*** Opening LISTED ENTRIES ***

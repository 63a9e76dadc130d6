//! DataExpress Services - processor dispatch for the SQL execution engine
//!
//! # Architecture
//!
//! ```text
//! SqlClient / DataExpress::execute   (this crate)
//!     ↓
//! ProcessorFactory → StatementProcessor | ProcedureProcessor
//!     ↓
//! dataexpress-query   (parser, binder, materializer, rewrites)
//!     ↓
//! dataexpress-drivers (vendor adapters, SQLite) + dataexpress-core
//! ```
//!
//! A call resolves its processor from the factory's cache, picks the vendor
//! adapter for the connection, then binds, executes and materializes. Each
//! call's [`ResultBag`](dataexpress_core::ResultBag) belongs to the caller.

mod client;
mod context;
mod engine;
mod factory;
pub mod processor;
mod table_cache;

pub use client::SqlClient;
pub use context::ExecutionContext;
pub use engine::DataExpress;
pub use factory::{ProcessorCache, ProcessorFactory};
pub use processor::{ExecutionEnv, ProcedureProcessor, Processor, StatementProcessor};
pub use table_cache::{CachedCatalog, TableInfoCache};
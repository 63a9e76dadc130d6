//! Procedure processor for STORED_PROCEDURE and FUNCTION
//!
//! The signature is discovered from the connection's catalog on first use
//! and remembered per connection identity.

use std::collections::HashMap;
use std::sync::Arc;

use dataexpress_core::inputs::{self, Inputs};
use dataexpress_core::{
    ColumnInfo, Connection, DataExpressError, OutputFilter, Parameter, ParameterMode,
    ProcedureColumn, ProcedureDescriptor, ProcessorType, Result, ResultBag, SqlType,
};
use dataexpress_query::{bind_value, extract_value, materialize};
use parking_lot::RwLock;

use super::{ExecutionEnv, Processor};

pub struct ProcedureProcessor {
    name: String,
    is_function: bool,
    signatures: RwLock<HashMap<String, Arc<ProcedureDescriptor>>>,
}

impl ProcedureProcessor {
    pub fn new(name: &str, is_function: bool) -> Self {
        Self {
            name: name.trim().to_string(),
            is_function,
            signatures: RwLock::new(HashMap::new()),
        }
    }

    /// The signature for `connection`, discovering it on first use
    pub fn descriptor(&self, connection: &dyn Connection) -> Result<Arc<ProcedureDescriptor>> {
        let identity = connection.identity();
        if let Some(descriptor) = self.signatures.read().get(&identity) {
            return Ok(descriptor.clone());
        }

        let descriptor = Arc::new(self.discover(connection)?);
        Ok(self
            .signatures
            .write()
            .entry(identity)
            .or_insert(descriptor)
            .clone())
    }

    fn discover(&self, connection: &dyn Connection) -> Result<ProcedureDescriptor> {
        let mut descriptor = ProcedureDescriptor::new(&self.name, self.is_function);
        let mut columns = connection.procedure_columns(
            descriptor.catalog(),
            descriptor.schema(),
            descriptor.api(),
        )?;
        if columns.is_empty() {
            return Err(DataExpressError::UnsupportedProcessorName(self.name.clone()));
        }
        columns.sort_by_key(|c| c.sequence);

        for column in &columns {
            let Some(mode) = ParameterMode::from_code(column.mode) else {
                tracing::debug!(procedure = %self.name, column = %column.name, mode = column.mode, "skipping column");
                continue;
            };
            let index = descriptor.parameters().len() + 1;
            descriptor.add_parameter(signature_parameter(column, mode, index));
        }

        if self.is_function && descriptor.return_parameter().is_none() {
            return Err(DataExpressError::Configuration(format!(
                "Function {} has no return value",
                self.name
            )));
        }

        tracing::debug!(
            procedure = %descriptor.name(),
            parameter_count = descriptor.parameters().len(),
            "discovered callable signature"
        );
        Ok(descriptor)
    }

    fn run(&self, env: &ExecutionEnv<'_>, inputs: Inputs, filter: OutputFilter) -> Result<ResultBag> {
        let descriptor = self.descriptor(env.connection)?;

        let supplied = inputs.keys().filter(|k| !inputs::is_reserved(k)).count();
        let expected = descriptor.input_count();
        if supplied < expected {
            return Err(DataExpressError::InsufficientInputs {
                expected,
                actual: supplied,
            });
        }

        let mut call = env.connection.prepare_call(&descriptor.call_text())?;
        for parameter in descriptor.parameters() {
            if parameter.is_output() {
                call.register_out(parameter.index, parameter.sql_type)?;
            }
            if parameter.is_input() {
                let value = inputs
                    .get(&parameter.name)
                    .or_else(|| lookup_ignoring_case(&inputs, &parameter.name))
                    .ok_or_else(|| DataExpressError::MissingInput {
                        key: parameter.name.clone(),
                        available: inputs::key_list(&inputs),
                    })?;
                call.bind(parameter.index, bind_value(parameter, value, Some(env.vendor()))?)?;
            }
        }

        call.execute()?;

        let filter = (!filter.is_empty()).then_some(&filter);
        let mut bag = ResultBag::new(descriptor.name(), self.processor_type());
        for parameter in descriptor.parameters().iter().filter(|p| p.is_output()) {
            if parameter.is_cursor {
                let mut cursor = call.take_cursor(parameter.index)?;
                let table = materialize(&mut *cursor, filter, Some(env.vendor()))?;
                bag.add_table(&parameter.name, table);
            } else if filter.is_none_or(|f| f.allows(&parameter.name)) {
                let column = output_column(parameter);
                let value = extract_value(&mut *call, parameter.index, &column, Some(env.vendor()))?;
                bag.add_named_value(&parameter.name, value);
            }
        }
        Ok(bag)
    }
}

fn lookup_ignoring_case<'i>(inputs: &'i Inputs, name: &str) -> Option<&'i dataexpress_core::Value> {
    inputs
        .iter()
        .find(|(k, _)| k.eq_ignore_ascii_case(name))
        .map(|(_, v)| v)
}

fn signature_parameter(column: &ProcedureColumn, mode: ParameterMode, index: usize) -> Parameter {
    let sql_type = SqlType::from_code(column.data_type);
    let name = if mode == ParameterMode::Return {
        ProcedureDescriptor::FUNCTION_RETURN.to_string()
    } else {
        column.name.clone()
    };
    let is_cursor = mode.is_output()
        && (sql_type == SqlType::Other || column.type_name.to_ascii_uppercase().contains("CURSOR"));

    Parameter::new(name, index)
        .with_mode(mode)
        .with_sql_type(sql_type)
        .with_type_name(column.type_name.clone())
        .with_cursor(is_cursor)
}

fn output_column(parameter: &Parameter) -> ColumnInfo {
    let mut column = ColumnInfo::new(parameter.name.clone(), parameter.sql_type);
    if let Some(type_name) = &parameter.type_name {
        column = column.with_type_name(type_name.clone());
    }
    if let Some(class) = &parameter.native_class {
        column = column.with_native_class(class.clone());
    }
    column
}

impl Processor for ProcedureProcessor {
    fn name(&self) -> &str {
        &self.name
    }

    fn processor_type(&self) -> ProcessorType {
        if self.is_function {
            ProcessorType::Function
        } else {
            ProcessorType::StoredProcedure
        }
    }

    #[tracing::instrument(skip(self, env, inputs, filter), fields(processor = %self.name))]
    fn execute(&self, env: &ExecutionEnv<'_>, inputs: Inputs, filter: OutputFilter) -> Result<ResultBag> {
        self.run(env, inputs, filter)
    }
}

*** Closing LISTED ENTRIES ***

WHAT TO DO – Reproduce the listing exactly, leaving nothing out.

TASK SOLUTION –
repository 63a9e76dadc130d6
//! DataExpress Services - processor dispatch for the SQL execution engine
//!
//! # Architecture
//!
//! ```text
//! SqlClient / DataExpress::execute   (this crate)
//!     ↓
//! ProcessorFactory → StatementProcessor | ProcedureProcessor
//!     ↓
//! dataexpress-query   (parser, binder, materializer, rewrites)
//!     ↓
//! dataexpress-drivers (vendor adapters, SQLite) + dataexpress-core
//! ```
//!
//! A call resolves its processor from the factory's cache, picks the vendor
//! adapter for the connection, then binds, executes and materializes. Each
//! call's [`ResultBag`](dataexpress_core::ResultBag) belongs to the caller.

mod client;
mod context;
mod engine;
mod factory;
pub mod processor;
mod table_cache;

pub use client::SqlClient;
pub use context::ExecutionContext;
pub use engine::DataExpress;
pub use factory::{ProcessorCache, ProcessorFactory};
pub use processor::{ExecutionEnv, ProcedureProcessor, Processor, StatementProcessor};
pub use table_cache::{CachedCatalog, TableInfoCache};
repository 63a9e76dadc130d6
//! Procedure processor for STORED_PROCEDURE and FUNCTION
//!
//! The signature is discovered from the connection's catalog on first use
//! and remembered per connection identity.

use std::collections::HashMap;
use std::sync::Arc;

use dataexpress_core::inputs::{self, Inputs};
use dataexpress_core::{
    ColumnInfo, Connection, DataExpressError, OutputFilter, Parameter, ParameterMode,
    ProcedureColumn, ProcedureDescriptor, ProcessorType, Result, ResultBag, SqlType,
};
use dataexpress_query::{bind_value, extract_value, materialize};
use parking_lot::RwLock;

use super::{ExecutionEnv, Processor};

pub struct ProcedureProcessor {
    name: String,
    is_function: bool,
    signatures: RwLock<HashMap<String, Arc<ProcedureDescriptor>>>,
}

impl ProcedureProcessor {
    pub fn new(name: &str, is_function: bool) -> Self {
        Self {
            name: name.trim().to_string(),
            is_function,
            signatures: RwLock::new(HashMap::new()),
        }
    }

    /// The signature for `connection`, discovering it on first use
    pub fn descriptor(&self, connection: &dyn Connection) -> Result<Arc<ProcedureDescriptor>> {
        let identity = connection.identity();
        if let Some(descriptor) = self.signatures.read().get(&identity) {
            return Ok(descriptor.clone());
        }

        let descriptor = Arc::new(self.discover(connection)?);
        Ok(self
            .signatures
            .write()
            .entry(identity)
            .or_insert(descriptor)
            .clone())
    }

    fn discover(&self, connection: &dyn Connection) -> Result<ProcedureDescriptor> {
        let mut descriptor = ProcedureDescriptor::new(&self.name, self.is_function);
        let mut columns = connection.procedure_columns(
            descriptor.catalog(),
            descriptor.schema(),
            descriptor.api(),
        )?;
        if columns.is_empty() {
            return Err(DataExpressError::UnsupportedProcessorName(self.name.clone()));
        }
        columns.sort_by_key(|c| c.sequence);

        for column in &columns {
            let Some(mode) = ParameterMode::from_code(column.mode) else {
                tracing::debug!(procedure = %self.name, column = %column.name, mode = column.mode, "skipping column");
                continue;
            };
            let index = descriptor.parameters().len() + 1;
            descriptor.add_parameter(signature_parameter(column, mode, index));
        }

        if self.is_function && descriptor.return_parameter().is_none() {
            return Err(DataExpressError::Configuration(format!(
                "Function {} has no return value",
                self.name
            )));
        }

        tracing::debug!(
            procedure = %descriptor.name(),
            parameter_count = descriptor.parameters().len(),
            "discovered callable signature"
        );
        Ok(descriptor)
    }

    fn run(&self, env: &ExecutionEnv<'_>, inputs: Inputs, filter: OutputFilter) -> Result<ResultBag> {
        let descriptor = self.descriptor(env.connection)?;

        let supplied = inputs.keys().filter(|k| !inputs::is_reserved(k)).count();
        let expected = descriptor.input_count();
        if supplied < expected {
            return Err(DataExpressError::InsufficientInputs {
                expected,
                actual: supplied,
            });
        }

        let mut call = env.connection.prepare_call(&descriptor.call_text())?;
        for parameter in descriptor.parameters() {
            if parameter.is_output() {
                call.register_out(parameter.index, parameter.sql_type)?;
            }
            if parameter.is_input() {
                let value = inputs
                    .get(&parameter.name)
                    .or_else(|| lookup_ignoring_case(&inputs, &parameter.name))
                    .ok_or_else(|| DataExpressError::MissingInput {
                        key: parameter.name.clone(),
                        available: inputs::key_list(&inputs),
                    })?;
                call.bind(parameter.index, bind_value(parameter, value, Some(env.vendor()))?)?;
            }
        }

        call.execute()?;

        let filter = (!filter.is_empty()).then_some(&filter);
        let mut bag = ResultBag::new(descriptor.name(), self.processor_type());
        for parameter in descriptor.parameters().iter().filter(|p| p.is_output()) {
            if parameter.is_cursor {
                let mut cursor = call.take_cursor(parameter.index)?;
                let table = materialize(&mut *cursor, filter, Some(env.vendor()))?;
                bag.add_table(&parameter.name, table);
            } else if filter.is_none_or(|f| f.allows(&parameter.name)) {
                let column = output_column(parameter);
                let value = extract_value(&mut *call, parameter.index, &column, Some(env.vendor()))?;
                bag.add_named_value(&parameter.name, value);
            }
        }
        Ok(bag)
    }
}

fn lookup_ignoring_case<'i>(inputs: &'i Inputs, name: &str) -> Option<&'i dataexpress_core::Value> {
    inputs
        .iter()
        .find(|(k, _)| k.eq_ignore_ascii_case(name))
        .map(|(_, v)| v)
}

fn signature_parameter(column: &ProcedureColumn, mode: ParameterMode, index: usize) -> Parameter {
    let sql_type = SqlType::from_code(column.data_type);
    let name = if mode == ParameterMode::Return {
        ProcedureDescriptor::FUNCTION_RETURN.to_string()
    } else {
        column.name.clone()
    };
    let is_cursor = mode.is_output()
        && (sql_type == SqlType::Other || column.type_name.to_ascii_uppercase().contains("CURSOR"));

    Parameter::new(name, index)
        .with_mode(mode)
        .with_sql_type(sql_type)
        .with_type_name(column.type_name.clone())
        .with_cursor(is_cursor)
}

fn output_column(parameter: &Parameter) -> ColumnInfo {
    let mut column = ColumnInfo::new(parameter.name.clone(), parameter.sql_type);
    if let Some(type_name) = &parameter.type_name {
        column = column.with_type_name(type_name.clone());
    }
    if let Some(class) = &parameter.native_class {
        column = column.with_native_class(class.clone());
    }
    column
}

impl Processor for ProcedureProcessor {
    fn name(&self) -> &str {
        &self.name
    }

    fn processor_type(&self) -> ProcessorType {
        if self.is_function {
            ProcessorType::Function
        } else {
            ProcessorType::StoredProcedure
        }
    }

    #[tracing::instrument(skip(self, env, inputs, filter), fields(processor = %self.name))]
    fn execute(&self, env: &ExecutionEnv<'_>, inputs: Inputs, filter: OutputFilter) -> Result<ResultBag> {
        self.run(env, inputs, filter)
    }
}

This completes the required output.